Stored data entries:
----------

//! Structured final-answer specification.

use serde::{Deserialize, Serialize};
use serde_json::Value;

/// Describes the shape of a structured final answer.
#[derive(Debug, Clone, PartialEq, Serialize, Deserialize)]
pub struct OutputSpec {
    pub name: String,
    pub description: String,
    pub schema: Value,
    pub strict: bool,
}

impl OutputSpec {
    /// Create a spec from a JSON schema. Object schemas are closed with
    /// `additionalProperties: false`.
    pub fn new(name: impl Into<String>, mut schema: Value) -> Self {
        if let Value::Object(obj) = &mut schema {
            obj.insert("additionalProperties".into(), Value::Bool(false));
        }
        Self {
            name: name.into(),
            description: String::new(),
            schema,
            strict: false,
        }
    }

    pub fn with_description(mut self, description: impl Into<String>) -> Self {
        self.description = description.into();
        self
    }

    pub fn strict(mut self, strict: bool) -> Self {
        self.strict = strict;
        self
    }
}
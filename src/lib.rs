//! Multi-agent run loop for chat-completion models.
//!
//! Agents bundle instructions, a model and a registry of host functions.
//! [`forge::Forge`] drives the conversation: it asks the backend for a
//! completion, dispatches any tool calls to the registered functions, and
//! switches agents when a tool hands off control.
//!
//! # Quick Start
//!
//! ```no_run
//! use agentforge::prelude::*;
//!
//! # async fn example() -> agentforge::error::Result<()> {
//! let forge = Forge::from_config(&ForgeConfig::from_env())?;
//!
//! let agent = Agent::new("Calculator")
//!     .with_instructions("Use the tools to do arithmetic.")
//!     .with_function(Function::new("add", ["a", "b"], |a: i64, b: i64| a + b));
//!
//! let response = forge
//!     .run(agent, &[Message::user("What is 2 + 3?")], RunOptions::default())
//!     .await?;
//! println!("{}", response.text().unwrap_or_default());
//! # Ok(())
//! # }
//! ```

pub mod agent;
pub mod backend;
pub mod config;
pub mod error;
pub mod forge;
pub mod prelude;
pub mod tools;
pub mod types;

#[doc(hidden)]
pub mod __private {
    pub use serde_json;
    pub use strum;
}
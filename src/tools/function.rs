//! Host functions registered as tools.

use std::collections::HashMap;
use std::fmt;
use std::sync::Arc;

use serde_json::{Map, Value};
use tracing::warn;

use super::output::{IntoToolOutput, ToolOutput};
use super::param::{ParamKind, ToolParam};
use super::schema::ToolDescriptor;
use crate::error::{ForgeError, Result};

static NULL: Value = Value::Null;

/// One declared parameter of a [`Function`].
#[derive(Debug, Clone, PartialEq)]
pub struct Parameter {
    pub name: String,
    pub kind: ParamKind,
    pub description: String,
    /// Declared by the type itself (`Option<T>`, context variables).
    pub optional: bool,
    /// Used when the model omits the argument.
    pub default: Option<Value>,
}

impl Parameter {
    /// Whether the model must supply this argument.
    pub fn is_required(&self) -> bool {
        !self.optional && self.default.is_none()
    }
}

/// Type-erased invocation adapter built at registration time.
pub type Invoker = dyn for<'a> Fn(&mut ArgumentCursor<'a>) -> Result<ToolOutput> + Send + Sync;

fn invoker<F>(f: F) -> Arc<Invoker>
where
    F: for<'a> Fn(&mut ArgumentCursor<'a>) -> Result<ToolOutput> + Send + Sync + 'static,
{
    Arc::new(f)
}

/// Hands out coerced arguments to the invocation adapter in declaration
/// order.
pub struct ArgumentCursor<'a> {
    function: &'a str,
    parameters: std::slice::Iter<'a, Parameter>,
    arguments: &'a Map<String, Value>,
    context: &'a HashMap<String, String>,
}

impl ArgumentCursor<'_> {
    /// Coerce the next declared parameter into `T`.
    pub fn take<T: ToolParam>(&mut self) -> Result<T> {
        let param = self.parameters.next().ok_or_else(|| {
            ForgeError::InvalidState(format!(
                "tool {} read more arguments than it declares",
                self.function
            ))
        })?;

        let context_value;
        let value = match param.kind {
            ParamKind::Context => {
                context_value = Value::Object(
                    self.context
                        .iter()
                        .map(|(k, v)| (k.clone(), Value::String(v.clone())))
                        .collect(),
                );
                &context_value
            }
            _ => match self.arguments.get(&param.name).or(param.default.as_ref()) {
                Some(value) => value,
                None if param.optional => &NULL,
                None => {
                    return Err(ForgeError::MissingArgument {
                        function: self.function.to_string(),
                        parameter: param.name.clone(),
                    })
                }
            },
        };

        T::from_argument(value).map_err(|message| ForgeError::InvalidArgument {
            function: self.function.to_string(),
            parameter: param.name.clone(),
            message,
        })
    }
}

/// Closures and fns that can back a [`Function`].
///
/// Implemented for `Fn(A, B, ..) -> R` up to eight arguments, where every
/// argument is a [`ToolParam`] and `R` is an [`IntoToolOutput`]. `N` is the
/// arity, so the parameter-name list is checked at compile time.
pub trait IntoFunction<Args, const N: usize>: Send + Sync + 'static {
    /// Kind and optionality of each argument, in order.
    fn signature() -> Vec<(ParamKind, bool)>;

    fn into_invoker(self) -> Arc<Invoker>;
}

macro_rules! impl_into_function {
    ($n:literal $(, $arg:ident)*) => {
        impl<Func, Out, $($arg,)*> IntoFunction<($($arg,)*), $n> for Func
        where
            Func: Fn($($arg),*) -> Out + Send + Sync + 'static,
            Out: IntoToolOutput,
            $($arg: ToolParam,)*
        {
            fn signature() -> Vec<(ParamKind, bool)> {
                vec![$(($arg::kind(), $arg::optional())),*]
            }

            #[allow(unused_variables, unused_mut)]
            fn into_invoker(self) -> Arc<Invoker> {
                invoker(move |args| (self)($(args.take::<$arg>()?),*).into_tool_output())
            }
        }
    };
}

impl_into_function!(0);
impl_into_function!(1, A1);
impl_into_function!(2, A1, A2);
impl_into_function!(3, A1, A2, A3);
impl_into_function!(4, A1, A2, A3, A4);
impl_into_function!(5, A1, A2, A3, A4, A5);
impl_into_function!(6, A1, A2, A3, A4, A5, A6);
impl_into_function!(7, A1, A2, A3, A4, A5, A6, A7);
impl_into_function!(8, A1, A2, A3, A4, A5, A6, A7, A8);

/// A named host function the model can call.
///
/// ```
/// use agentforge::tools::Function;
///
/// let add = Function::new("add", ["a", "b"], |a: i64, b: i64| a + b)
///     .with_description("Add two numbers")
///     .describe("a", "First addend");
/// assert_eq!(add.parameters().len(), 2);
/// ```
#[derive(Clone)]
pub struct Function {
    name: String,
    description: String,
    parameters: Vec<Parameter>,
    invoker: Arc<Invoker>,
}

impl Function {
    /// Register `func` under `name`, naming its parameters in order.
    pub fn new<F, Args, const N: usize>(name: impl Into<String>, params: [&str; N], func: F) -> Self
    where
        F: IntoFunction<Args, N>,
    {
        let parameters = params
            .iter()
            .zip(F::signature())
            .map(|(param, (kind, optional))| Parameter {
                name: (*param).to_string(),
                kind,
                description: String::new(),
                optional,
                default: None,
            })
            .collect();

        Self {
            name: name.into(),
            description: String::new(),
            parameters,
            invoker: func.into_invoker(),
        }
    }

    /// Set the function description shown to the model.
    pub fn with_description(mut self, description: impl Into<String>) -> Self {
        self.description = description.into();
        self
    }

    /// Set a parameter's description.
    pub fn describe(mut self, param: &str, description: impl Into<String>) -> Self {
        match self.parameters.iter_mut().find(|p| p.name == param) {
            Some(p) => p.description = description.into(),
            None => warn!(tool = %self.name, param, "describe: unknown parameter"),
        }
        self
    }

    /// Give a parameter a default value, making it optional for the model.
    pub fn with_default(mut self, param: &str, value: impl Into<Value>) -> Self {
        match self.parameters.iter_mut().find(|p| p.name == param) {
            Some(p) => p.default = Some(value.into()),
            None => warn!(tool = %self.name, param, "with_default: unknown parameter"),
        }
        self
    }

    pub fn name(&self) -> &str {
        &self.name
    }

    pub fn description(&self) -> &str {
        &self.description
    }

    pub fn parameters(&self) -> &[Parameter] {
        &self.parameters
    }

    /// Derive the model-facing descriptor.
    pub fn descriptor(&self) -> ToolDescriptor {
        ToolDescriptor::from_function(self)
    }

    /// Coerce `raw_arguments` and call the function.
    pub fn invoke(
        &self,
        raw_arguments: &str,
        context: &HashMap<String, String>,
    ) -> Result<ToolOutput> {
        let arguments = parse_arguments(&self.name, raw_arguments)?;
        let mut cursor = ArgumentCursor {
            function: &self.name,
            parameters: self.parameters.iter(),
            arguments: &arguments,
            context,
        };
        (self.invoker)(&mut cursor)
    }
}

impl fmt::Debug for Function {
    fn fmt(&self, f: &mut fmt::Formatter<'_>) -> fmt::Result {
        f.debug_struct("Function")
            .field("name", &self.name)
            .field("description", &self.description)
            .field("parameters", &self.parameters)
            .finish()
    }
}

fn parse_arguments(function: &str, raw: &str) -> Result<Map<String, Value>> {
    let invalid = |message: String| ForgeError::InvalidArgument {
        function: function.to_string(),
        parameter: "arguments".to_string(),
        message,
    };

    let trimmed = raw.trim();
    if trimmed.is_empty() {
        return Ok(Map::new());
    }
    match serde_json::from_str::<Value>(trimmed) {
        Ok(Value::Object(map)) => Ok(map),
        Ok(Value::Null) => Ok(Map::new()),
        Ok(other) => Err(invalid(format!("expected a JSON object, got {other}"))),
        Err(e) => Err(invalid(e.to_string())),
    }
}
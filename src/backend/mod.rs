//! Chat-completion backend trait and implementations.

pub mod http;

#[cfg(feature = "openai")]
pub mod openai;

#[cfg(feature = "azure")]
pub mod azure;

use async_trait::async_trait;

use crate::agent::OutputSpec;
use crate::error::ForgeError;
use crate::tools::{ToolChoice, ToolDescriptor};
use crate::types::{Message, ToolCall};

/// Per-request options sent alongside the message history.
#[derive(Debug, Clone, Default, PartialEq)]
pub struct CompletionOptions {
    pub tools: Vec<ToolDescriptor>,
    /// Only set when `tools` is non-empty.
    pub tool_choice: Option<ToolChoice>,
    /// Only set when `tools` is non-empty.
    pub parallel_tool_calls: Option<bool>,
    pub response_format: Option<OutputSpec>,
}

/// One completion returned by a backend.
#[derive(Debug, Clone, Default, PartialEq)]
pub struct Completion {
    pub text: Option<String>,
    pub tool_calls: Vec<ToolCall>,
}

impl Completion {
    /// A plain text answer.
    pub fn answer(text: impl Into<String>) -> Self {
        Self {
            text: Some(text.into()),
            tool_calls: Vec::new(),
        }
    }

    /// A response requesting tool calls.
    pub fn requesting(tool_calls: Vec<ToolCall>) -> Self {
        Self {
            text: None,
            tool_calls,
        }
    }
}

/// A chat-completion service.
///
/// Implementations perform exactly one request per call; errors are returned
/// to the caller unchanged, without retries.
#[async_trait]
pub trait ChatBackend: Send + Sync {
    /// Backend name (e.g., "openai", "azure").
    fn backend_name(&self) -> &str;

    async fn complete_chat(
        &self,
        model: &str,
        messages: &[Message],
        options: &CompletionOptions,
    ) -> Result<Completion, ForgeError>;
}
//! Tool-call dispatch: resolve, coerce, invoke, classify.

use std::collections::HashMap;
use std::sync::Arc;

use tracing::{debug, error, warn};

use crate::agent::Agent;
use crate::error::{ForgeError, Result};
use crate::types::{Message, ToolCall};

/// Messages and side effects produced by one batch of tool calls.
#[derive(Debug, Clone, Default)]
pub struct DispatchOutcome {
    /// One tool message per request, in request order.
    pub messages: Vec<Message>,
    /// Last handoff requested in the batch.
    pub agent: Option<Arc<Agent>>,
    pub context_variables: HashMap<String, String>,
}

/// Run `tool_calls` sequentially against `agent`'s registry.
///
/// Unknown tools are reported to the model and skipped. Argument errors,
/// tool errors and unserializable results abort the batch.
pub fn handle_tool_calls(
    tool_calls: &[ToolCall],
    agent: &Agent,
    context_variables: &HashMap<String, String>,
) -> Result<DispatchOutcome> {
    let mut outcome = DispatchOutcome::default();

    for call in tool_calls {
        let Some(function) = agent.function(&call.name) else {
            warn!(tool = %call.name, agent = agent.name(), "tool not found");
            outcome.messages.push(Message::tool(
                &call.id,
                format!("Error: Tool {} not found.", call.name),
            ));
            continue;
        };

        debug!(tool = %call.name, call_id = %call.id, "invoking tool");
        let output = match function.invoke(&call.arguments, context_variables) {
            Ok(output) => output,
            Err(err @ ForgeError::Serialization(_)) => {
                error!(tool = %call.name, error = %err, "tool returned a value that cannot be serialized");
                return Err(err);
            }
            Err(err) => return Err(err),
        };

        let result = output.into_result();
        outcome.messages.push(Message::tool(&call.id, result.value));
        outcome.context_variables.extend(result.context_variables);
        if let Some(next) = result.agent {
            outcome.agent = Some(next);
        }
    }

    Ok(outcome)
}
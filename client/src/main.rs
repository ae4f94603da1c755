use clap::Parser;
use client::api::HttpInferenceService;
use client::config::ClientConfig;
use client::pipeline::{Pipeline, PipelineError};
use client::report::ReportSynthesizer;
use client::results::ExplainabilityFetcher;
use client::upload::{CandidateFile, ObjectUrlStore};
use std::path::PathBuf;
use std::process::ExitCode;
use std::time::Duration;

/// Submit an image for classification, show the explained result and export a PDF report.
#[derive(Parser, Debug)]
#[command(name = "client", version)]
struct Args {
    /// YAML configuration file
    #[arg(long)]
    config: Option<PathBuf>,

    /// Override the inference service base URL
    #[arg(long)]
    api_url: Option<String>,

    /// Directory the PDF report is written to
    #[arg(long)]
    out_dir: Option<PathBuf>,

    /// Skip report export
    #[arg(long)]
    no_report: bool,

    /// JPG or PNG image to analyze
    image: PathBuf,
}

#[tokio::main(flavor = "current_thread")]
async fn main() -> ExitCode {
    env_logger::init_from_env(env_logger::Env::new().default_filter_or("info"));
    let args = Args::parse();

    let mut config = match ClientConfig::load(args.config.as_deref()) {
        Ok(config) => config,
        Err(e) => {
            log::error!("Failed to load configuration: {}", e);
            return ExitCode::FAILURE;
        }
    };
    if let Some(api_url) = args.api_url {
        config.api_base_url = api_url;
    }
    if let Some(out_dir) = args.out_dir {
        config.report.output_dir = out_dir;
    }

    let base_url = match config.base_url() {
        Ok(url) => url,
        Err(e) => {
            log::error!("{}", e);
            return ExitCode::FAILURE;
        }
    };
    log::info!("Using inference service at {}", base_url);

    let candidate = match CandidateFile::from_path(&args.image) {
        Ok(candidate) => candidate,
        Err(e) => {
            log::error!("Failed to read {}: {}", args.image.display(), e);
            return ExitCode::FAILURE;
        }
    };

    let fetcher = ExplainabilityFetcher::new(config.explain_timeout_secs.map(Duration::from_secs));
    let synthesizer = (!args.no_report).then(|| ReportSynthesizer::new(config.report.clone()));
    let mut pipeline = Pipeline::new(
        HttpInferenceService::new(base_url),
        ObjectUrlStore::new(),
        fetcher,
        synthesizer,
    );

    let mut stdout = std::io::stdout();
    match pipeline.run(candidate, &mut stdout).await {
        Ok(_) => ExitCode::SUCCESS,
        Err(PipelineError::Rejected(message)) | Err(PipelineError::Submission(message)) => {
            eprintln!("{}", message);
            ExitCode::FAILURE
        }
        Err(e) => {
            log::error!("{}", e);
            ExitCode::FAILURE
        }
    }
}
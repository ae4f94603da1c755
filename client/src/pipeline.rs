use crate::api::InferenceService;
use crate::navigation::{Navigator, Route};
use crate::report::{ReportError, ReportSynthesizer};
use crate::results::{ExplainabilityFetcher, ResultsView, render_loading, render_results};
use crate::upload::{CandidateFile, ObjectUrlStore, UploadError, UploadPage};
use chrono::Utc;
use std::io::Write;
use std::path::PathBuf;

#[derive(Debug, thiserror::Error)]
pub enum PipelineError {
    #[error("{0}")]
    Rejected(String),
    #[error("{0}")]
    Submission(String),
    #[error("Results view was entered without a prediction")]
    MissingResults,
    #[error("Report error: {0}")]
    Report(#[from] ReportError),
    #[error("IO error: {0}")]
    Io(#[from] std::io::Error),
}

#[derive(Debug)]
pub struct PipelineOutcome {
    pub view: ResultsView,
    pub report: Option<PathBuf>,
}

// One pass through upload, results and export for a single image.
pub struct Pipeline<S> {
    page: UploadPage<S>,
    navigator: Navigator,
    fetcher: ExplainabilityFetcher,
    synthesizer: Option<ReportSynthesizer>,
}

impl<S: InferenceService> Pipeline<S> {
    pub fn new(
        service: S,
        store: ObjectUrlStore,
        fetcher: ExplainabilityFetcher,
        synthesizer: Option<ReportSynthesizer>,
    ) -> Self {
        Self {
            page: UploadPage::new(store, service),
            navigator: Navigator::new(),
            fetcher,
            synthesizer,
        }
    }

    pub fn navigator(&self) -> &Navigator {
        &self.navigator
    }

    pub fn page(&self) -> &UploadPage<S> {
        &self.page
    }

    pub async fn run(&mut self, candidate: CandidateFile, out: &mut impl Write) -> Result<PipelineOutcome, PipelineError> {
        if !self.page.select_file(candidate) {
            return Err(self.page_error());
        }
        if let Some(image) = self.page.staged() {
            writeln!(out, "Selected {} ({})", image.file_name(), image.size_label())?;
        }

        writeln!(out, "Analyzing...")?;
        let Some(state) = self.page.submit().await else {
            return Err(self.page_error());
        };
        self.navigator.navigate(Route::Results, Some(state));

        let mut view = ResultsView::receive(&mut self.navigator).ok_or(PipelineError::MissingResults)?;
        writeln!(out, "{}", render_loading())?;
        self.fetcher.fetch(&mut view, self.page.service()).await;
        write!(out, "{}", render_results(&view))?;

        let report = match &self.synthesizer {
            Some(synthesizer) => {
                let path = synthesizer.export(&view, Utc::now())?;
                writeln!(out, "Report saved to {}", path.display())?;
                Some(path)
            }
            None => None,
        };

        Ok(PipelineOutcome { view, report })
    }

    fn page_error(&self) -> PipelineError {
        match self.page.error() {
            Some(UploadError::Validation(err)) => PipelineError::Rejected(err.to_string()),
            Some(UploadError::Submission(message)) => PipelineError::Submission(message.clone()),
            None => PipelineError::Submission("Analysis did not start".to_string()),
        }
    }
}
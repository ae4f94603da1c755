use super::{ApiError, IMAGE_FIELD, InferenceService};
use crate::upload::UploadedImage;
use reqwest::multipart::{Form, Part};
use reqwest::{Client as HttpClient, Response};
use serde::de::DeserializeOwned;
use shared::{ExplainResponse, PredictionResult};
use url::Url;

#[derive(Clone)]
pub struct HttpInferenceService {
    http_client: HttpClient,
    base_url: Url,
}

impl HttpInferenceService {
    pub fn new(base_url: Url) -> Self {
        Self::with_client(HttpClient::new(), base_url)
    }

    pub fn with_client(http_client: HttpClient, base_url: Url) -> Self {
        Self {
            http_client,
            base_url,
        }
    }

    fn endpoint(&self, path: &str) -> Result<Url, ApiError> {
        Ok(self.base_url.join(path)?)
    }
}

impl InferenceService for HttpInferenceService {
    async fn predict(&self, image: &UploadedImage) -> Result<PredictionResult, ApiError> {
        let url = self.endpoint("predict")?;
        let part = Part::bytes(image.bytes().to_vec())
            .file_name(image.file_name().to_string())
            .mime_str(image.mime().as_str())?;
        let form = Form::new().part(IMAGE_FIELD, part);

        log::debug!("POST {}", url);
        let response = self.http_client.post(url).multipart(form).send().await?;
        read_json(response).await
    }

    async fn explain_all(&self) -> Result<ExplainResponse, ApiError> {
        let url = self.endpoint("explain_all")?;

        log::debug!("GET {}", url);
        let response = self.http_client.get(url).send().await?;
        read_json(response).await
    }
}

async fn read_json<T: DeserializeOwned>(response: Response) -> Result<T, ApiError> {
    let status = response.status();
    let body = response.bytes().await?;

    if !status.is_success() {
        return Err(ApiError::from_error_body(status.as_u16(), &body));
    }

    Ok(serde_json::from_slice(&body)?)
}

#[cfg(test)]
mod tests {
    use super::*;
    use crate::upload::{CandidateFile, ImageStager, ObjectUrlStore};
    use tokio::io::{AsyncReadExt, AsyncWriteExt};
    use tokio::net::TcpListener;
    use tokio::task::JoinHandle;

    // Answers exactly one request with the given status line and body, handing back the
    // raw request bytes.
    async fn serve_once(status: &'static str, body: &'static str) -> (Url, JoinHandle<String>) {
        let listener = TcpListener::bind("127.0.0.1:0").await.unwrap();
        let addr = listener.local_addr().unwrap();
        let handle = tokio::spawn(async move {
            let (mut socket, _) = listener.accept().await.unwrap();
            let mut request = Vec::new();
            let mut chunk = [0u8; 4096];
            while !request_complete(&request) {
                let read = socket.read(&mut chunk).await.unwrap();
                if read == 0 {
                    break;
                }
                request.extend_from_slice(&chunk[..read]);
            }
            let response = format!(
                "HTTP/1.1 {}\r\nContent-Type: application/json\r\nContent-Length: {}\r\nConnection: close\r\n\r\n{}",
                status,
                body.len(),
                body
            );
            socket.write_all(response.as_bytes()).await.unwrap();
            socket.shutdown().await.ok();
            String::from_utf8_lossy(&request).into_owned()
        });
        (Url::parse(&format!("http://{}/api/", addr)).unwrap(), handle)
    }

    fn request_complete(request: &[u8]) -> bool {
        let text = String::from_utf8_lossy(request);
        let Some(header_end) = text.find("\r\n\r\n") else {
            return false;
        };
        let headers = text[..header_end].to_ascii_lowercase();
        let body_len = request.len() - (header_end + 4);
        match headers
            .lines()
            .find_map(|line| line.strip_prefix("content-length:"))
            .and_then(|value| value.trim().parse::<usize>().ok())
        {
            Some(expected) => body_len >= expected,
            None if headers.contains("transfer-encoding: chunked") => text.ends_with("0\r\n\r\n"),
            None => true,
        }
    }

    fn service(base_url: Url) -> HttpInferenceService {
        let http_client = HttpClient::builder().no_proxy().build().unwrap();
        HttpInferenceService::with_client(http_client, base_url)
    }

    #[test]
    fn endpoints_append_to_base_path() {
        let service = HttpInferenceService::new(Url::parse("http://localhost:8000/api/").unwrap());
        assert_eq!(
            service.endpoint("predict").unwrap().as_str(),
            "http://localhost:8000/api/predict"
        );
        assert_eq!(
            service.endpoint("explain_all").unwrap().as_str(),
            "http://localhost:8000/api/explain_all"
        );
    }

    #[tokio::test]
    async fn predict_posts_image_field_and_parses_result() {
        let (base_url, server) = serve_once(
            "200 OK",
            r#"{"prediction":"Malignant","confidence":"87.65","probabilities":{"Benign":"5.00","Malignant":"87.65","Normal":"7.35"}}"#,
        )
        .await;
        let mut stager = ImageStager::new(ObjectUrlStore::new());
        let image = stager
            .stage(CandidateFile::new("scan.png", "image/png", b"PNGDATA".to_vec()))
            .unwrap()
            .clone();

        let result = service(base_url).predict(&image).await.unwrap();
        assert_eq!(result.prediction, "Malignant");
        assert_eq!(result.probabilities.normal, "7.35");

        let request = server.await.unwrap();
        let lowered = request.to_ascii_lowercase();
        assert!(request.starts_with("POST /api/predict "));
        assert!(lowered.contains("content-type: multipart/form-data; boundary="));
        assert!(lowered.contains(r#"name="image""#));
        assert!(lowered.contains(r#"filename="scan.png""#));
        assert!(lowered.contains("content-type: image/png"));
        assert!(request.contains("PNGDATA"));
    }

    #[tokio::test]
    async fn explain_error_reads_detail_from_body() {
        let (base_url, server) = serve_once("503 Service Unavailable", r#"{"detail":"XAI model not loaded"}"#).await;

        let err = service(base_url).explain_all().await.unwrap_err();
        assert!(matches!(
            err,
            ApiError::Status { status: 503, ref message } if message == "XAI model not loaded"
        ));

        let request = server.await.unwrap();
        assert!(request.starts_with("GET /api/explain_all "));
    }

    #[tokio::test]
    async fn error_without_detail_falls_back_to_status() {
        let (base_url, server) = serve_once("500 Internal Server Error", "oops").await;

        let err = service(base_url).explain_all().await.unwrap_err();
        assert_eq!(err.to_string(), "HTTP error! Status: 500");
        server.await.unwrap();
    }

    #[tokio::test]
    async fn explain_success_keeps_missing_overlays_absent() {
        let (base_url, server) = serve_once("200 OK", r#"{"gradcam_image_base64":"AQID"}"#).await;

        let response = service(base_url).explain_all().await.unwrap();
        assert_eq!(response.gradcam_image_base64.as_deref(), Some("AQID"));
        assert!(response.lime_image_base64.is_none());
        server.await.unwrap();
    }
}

----------

**EXERCISE:**
Only a number is wanted here: how many lines of the records above hold the word "additionalProperties".

**EXERCISE RESPONSE:**
2